What to produce:
Write only the number of lines in the records beneath that hold "logging".

Data records:
::::::::

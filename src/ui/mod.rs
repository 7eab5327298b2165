//! Interactive syntax tree viewer built on [ratatui](https://github.com/ratatui-org/ratatui).
//!
//! - **[`app`]**: viewer state, folding, keyboard event loop
//! - **[`panes`]**: stateless render functions for the tree, details and
//!   status bar
//! - **[`theme`]**: color palette, including one color per node kind
//!
//! [`view`] takes over the terminal for the duration of the session and
//! restores it on every exit path.

pub mod app;
pub mod panes;
pub mod theme;

pub use app::App;

use crate::tree::SyntaxNode;
use crossterm::{
    execute,
    terminal::{disable_raw_mode, enable_raw_mode, EnterAlternateScreen, LeaveAlternateScreen},
};
use ratatui::{backend::CrosstermBackend, Terminal};
use std::io;

/// Browse `root` until the user quits.
pub fn view(root: &SyntaxNode, show_epsilon: bool) -> io::Result<()> {
    enable_raw_mode()?;
    let mut stdout = io::stdout();
    if let Err(err) = execute!(stdout, EnterAlternateScreen) {
        disable_raw_mode()?;
        return Err(err);
    }

    let result = Terminal::new(CrosstermBackend::new(stdout)).and_then(|mut terminal| {
        let res = App::new(root, show_epsilon).run(&mut terminal);
        terminal.show_cursor()?;
        res
    });

    // Restore terminal
    disable_raw_mode()?;
    execute!(io::stdout(), LeaveAlternateScreen)?;

    result
}
// cmmtree: syntax tree dump and viewer for C--

use std::io;
use std::process::ExitCode;

use cmmtree::config::Cli;
use cmmtree::driver::Driver;
use cmmtree::parser::TokenStreamParser;
use cmmtree::{logging, ui};
use tracing::debug;

fn main() -> ExitCode {
    let cli = match Cli::parse_from_args(std::env::args_os()) {
        Ok(cli) => cli,
        Err(err) => {
            let _ = err.print();
            // --help and --version are not usage errors
            if !err.use_stderr() {
                return ExitCode::SUCCESS;
            }
            eprintln!();
            eprintln!("Usage: cmmtree <filename>, e.g. cmmtree test.cmm");
            return ExitCode::from(1);
        }
    };

    if let Err(err) = logging::init() {
        eprintln!("Warning: logging disabled: {}", err);
    }

    match run(&cli) {
        Ok(code) => code,
        Err(err) => {
            debug!(error = ?err, "run failed");
            eprintln!("Error: {}", err);
            ExitCode::from(1)
        }
    }
}

fn run(cli: &Cli) -> anyhow::Result<ExitCode> {
    let mut driver = Driver::new(TokenStreamParser::new(), cli.dump_config());
    let mut out = io::stdout().lock();

    let summary = if cli.view {
        driver.run_with(&cli.file, &mut out, |root| ui::view(root, cli.verbose))
    } else {
        driver.run(&cli.file, &mut out)
    }?;

    for diagnostic in &summary.diagnostics {
        eprintln!("{}", diagnostic);
    }

    // Parse errors are reported, not failures of the tool
    Ok(ExitCode::SUCCESS)
}
//! Ordered child insertion
//!
//! Parser actions build the tree bottom-up: each production creates its node
//! and then inserts the nodes of its right-hand side, left to right. The
//! insertion order is the only record of source layout the dump has, so it is
//! never reordered.

use super::errors::TreeError;
use super::node::SyntaxNode;
use tracing::{trace, warn};

impl SyntaxNode {
    /// Append `child` as the new last child of this node.
    pub fn append_child(&mut self, child: SyntaxNode) -> Result<(), TreeError> {
        if self.children.try_reserve(1).is_err() {
            return Err(TreeError::OutOfMemory {
                parent: self.name().to_string(),
                requested: self.children.len() + 1,
            });
        }
        trace!(
            parent = self.name(),
            child = child.name(),
            position = self.children.len(),
            "append child"
        );
        self.children.push(child);
        Ok(())
    }

    /// Builder form of [`SyntaxNode::append_child`] for grammar actions that
    /// assemble a whole production at once.
    pub fn with_children<I>(mut self, children: I) -> Result<Self, TreeError>
    where
        I: IntoIterator<Item = SyntaxNode>,
    {
        for child in children {
            self.append_child(child)?;
        }
        Ok(self)
    }
}

/// Insert `child` as the last child of `parent`.
///
/// Both sides are optional because parser actions hand over whatever their
/// sub-productions produced. A missing side is a contract violation and is
/// reported, the other side is left untouched.
pub fn insert(child: Option<SyntaxNode>, parent: Option<&mut SyntaxNode>) -> Result<(), TreeError> {
    match (child, parent) {
        (Some(child), Some(parent)) => parent.append_child(child),
        (Some(child), None) => {
            warn!(child = child.name(), "insert without a parent");
            Err(TreeError::MissingParent {
                child: child.name().to_string(),
            })
        }
        (None, Some(parent)) => {
            warn!(parent = parent.name(), "insert without a child");
            Err(TreeError::MissingChild {
                parent: parent.name().to_string(),
            })
        }
        (None, None) => {
            warn!("insert without a parent or a child");
            Err(TreeError::MissingParent {
                child: String::from("<none>"),
            })
        }
    }
}
//! Error types for tree construction and dumping
//!
//! Builder contract violations are reported through [`TreeError`] instead of
//! being dropped, since a silently lost subtree corrupts child counts and every
//! later dump without any signal.

use super::node::NodeKind;
use thiserror::Error;

#[derive(Debug, Error)]
pub enum TreeError {
    /// `insert` was called without a parent node
    #[error("insert error: parent node is missing (child '{child}')")]
    MissingParent { child: String },

    /// `insert` was called without a child node
    #[error("insert error: child node is missing (parent '{parent}')")]
    MissingChild { parent: String },

    /// A payload variant that the node kind does not accept
    #[error("payload {payload} does not match node '{name}' of kind {kind:?}")]
    PayloadMismatch {
        name: String,
        kind: NodeKind,
        payload: &'static str,
    },

    /// A value leaf reached the printer before its payload was set
    #[error("node '{name}' (line {lineno}) of kind {kind:?} has no payload")]
    MissingPayload {
        name: String,
        kind: NodeKind,
        lineno: usize,
    },

    /// Growing a child sequence failed
    #[error("out of memory while appending to '{parent}' ({requested} children)")]
    OutOfMemory { parent: String, requested: usize },

    /// The dump sink rejected a write
    #[error("failed to write tree dump: {0}")]
    Io(#[from] std::io::Error),
}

::::::::

Result of this exercise:
3